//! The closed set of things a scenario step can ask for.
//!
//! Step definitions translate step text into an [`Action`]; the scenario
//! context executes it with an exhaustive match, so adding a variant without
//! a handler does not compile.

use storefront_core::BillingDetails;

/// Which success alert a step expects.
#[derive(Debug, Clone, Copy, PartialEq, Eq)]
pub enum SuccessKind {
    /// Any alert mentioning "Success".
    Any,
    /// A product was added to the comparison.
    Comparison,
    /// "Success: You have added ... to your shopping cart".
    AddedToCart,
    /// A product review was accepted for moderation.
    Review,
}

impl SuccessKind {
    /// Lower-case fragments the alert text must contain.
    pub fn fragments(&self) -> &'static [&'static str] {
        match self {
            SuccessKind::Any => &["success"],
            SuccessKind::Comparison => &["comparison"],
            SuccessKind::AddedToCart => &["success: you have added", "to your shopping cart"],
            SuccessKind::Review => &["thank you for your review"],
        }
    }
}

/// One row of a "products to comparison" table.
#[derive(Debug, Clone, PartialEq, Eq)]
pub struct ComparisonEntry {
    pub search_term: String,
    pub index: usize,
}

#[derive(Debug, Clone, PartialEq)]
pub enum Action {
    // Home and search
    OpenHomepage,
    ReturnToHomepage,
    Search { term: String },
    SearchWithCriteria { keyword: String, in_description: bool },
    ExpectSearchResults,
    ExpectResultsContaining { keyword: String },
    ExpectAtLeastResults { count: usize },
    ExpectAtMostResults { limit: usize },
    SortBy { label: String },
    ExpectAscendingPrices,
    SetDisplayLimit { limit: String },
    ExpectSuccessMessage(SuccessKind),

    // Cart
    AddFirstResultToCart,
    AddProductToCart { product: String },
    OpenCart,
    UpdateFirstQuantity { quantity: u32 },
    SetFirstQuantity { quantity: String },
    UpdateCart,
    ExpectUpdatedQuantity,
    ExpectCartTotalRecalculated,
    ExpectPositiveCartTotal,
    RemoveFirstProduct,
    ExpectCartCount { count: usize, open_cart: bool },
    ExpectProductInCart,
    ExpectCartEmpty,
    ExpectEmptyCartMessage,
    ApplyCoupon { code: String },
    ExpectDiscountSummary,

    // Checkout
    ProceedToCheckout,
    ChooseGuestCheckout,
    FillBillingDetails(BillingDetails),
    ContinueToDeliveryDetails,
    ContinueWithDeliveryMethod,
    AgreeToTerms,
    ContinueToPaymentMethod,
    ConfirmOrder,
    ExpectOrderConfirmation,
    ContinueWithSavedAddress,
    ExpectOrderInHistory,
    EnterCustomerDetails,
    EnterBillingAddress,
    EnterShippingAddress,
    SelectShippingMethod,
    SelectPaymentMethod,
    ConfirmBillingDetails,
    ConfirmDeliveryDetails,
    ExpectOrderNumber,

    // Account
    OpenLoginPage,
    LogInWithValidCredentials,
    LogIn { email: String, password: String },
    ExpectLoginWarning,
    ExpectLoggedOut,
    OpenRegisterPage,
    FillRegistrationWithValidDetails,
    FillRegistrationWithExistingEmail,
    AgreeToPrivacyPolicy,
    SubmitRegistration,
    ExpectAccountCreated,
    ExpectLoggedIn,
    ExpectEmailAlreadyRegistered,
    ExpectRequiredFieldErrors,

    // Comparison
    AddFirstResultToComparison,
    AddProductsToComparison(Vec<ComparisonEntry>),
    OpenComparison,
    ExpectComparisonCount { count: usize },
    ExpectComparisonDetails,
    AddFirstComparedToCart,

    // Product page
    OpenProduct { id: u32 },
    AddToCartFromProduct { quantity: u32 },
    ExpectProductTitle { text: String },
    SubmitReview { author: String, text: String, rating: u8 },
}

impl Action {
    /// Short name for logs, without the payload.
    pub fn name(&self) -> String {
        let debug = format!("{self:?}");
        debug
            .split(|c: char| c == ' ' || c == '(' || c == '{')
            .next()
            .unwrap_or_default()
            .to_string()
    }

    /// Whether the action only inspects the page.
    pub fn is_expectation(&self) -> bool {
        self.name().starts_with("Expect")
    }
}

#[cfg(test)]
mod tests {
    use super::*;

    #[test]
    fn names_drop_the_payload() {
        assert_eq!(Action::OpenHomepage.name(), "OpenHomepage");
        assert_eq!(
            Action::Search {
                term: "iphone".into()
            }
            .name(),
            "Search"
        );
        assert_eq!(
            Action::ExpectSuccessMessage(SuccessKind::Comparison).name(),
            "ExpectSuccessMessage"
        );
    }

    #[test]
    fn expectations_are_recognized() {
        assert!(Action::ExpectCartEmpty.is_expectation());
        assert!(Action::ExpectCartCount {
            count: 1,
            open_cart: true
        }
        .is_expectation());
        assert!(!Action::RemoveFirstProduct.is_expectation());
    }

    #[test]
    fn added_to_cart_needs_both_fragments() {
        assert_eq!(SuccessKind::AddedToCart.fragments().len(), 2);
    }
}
* * *
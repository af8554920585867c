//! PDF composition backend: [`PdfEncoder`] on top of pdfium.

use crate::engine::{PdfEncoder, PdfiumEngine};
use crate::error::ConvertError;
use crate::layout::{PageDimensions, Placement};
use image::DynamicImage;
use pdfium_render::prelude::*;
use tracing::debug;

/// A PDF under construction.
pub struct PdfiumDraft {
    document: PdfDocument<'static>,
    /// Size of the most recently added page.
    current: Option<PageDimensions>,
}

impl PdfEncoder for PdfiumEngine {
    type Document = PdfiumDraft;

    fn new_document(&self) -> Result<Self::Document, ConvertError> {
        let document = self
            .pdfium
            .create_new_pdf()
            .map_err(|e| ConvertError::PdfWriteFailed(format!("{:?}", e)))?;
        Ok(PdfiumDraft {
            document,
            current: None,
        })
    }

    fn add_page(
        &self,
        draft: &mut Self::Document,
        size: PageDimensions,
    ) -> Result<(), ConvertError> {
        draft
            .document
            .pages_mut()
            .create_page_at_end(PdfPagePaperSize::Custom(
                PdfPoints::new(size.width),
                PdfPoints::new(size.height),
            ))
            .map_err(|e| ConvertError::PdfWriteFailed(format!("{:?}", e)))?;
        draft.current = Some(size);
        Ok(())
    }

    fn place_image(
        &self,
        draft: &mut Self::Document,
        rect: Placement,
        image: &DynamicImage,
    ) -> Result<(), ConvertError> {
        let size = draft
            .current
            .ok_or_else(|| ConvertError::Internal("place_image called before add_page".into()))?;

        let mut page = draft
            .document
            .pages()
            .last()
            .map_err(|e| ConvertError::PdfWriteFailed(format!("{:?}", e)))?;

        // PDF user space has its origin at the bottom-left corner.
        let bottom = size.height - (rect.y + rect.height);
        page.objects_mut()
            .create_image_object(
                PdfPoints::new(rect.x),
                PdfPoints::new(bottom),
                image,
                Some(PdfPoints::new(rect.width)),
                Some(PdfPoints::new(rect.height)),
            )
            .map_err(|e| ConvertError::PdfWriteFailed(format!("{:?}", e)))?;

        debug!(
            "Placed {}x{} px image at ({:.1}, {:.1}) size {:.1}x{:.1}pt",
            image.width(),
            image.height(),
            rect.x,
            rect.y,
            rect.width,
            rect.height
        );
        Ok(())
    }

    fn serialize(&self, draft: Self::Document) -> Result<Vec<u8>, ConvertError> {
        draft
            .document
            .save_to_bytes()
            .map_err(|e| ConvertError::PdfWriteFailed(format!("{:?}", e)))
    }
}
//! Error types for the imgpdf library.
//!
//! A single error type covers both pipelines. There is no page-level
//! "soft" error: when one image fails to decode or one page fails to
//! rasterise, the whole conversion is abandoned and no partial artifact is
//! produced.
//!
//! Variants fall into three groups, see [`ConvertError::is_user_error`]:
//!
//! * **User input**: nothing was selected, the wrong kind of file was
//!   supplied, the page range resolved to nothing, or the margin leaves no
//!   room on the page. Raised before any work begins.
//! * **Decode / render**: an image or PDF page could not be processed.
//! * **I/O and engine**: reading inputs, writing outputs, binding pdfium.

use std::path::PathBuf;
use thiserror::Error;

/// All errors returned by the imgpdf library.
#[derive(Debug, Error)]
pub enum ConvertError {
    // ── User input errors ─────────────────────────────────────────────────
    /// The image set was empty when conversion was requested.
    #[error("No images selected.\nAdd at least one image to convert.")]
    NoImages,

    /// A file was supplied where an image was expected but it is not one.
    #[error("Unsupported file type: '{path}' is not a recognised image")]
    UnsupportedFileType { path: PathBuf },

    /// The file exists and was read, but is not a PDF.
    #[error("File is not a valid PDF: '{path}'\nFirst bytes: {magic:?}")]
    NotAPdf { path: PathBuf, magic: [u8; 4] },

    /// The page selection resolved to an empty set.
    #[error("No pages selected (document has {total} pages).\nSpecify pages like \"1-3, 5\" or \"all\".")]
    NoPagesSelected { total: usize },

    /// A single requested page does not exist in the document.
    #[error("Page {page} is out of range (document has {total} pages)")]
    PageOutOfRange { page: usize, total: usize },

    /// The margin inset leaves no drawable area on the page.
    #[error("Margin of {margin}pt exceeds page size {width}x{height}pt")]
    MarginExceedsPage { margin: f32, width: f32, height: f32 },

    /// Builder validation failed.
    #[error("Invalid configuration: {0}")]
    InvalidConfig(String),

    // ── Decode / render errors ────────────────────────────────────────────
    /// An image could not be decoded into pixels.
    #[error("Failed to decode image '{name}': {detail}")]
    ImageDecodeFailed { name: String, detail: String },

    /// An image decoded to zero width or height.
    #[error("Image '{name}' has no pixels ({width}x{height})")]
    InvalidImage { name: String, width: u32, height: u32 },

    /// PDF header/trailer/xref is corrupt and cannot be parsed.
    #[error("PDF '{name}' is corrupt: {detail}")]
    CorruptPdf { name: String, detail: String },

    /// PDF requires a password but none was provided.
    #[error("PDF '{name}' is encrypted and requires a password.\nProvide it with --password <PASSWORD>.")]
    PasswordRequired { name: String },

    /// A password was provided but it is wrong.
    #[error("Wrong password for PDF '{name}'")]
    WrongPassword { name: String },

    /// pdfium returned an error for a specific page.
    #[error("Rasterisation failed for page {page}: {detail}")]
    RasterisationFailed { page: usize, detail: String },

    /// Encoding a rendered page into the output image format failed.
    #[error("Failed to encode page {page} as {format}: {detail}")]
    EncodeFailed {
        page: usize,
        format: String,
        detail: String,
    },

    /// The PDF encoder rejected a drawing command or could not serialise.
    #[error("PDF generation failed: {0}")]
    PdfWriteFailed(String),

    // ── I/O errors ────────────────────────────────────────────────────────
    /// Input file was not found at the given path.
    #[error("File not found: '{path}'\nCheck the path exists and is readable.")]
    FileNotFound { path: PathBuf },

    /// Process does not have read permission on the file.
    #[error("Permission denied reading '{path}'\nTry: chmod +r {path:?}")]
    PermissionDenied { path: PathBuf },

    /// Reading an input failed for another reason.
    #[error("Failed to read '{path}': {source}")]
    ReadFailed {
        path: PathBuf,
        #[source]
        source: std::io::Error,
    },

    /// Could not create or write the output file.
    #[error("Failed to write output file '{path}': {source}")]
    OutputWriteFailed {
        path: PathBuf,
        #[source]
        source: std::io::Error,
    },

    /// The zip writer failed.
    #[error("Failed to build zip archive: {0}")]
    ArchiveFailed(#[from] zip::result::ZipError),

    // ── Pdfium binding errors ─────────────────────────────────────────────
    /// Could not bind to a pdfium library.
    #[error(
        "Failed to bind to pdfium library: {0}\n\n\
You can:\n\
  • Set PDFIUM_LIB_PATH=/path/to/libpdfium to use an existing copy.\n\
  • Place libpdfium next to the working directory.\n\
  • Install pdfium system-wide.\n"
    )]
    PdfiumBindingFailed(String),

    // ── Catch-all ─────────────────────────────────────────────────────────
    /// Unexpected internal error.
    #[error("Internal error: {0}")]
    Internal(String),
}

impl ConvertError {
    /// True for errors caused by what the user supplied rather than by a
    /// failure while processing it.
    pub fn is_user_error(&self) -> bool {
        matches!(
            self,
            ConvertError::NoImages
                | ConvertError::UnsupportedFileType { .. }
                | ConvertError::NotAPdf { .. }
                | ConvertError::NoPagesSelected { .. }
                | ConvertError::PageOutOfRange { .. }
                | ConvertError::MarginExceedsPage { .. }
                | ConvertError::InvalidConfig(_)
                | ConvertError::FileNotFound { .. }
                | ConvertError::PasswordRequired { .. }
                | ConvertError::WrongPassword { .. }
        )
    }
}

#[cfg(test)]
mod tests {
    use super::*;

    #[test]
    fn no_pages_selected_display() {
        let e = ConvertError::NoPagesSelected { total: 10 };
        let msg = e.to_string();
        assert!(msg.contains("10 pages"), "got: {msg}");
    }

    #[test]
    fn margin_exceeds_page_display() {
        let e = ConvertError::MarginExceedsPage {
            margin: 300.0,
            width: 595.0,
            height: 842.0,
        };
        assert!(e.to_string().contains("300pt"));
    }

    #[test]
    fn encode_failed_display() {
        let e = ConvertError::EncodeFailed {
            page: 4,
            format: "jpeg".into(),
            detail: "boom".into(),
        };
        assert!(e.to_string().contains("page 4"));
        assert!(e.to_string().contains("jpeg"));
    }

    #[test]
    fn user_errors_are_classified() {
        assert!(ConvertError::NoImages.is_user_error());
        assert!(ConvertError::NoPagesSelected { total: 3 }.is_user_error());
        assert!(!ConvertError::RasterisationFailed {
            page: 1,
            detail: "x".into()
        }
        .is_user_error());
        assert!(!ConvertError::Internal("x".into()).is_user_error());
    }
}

• ASSIGNED TASK: Each line in the data that holds the string "Some" should be found and copied.

• OUTPUT FOR THIS EXERCISE:
        draft.current = Some(size);
                Some(PdfPoints::new(rect.width)),
                Some(PdfPoints::new(rect.height)),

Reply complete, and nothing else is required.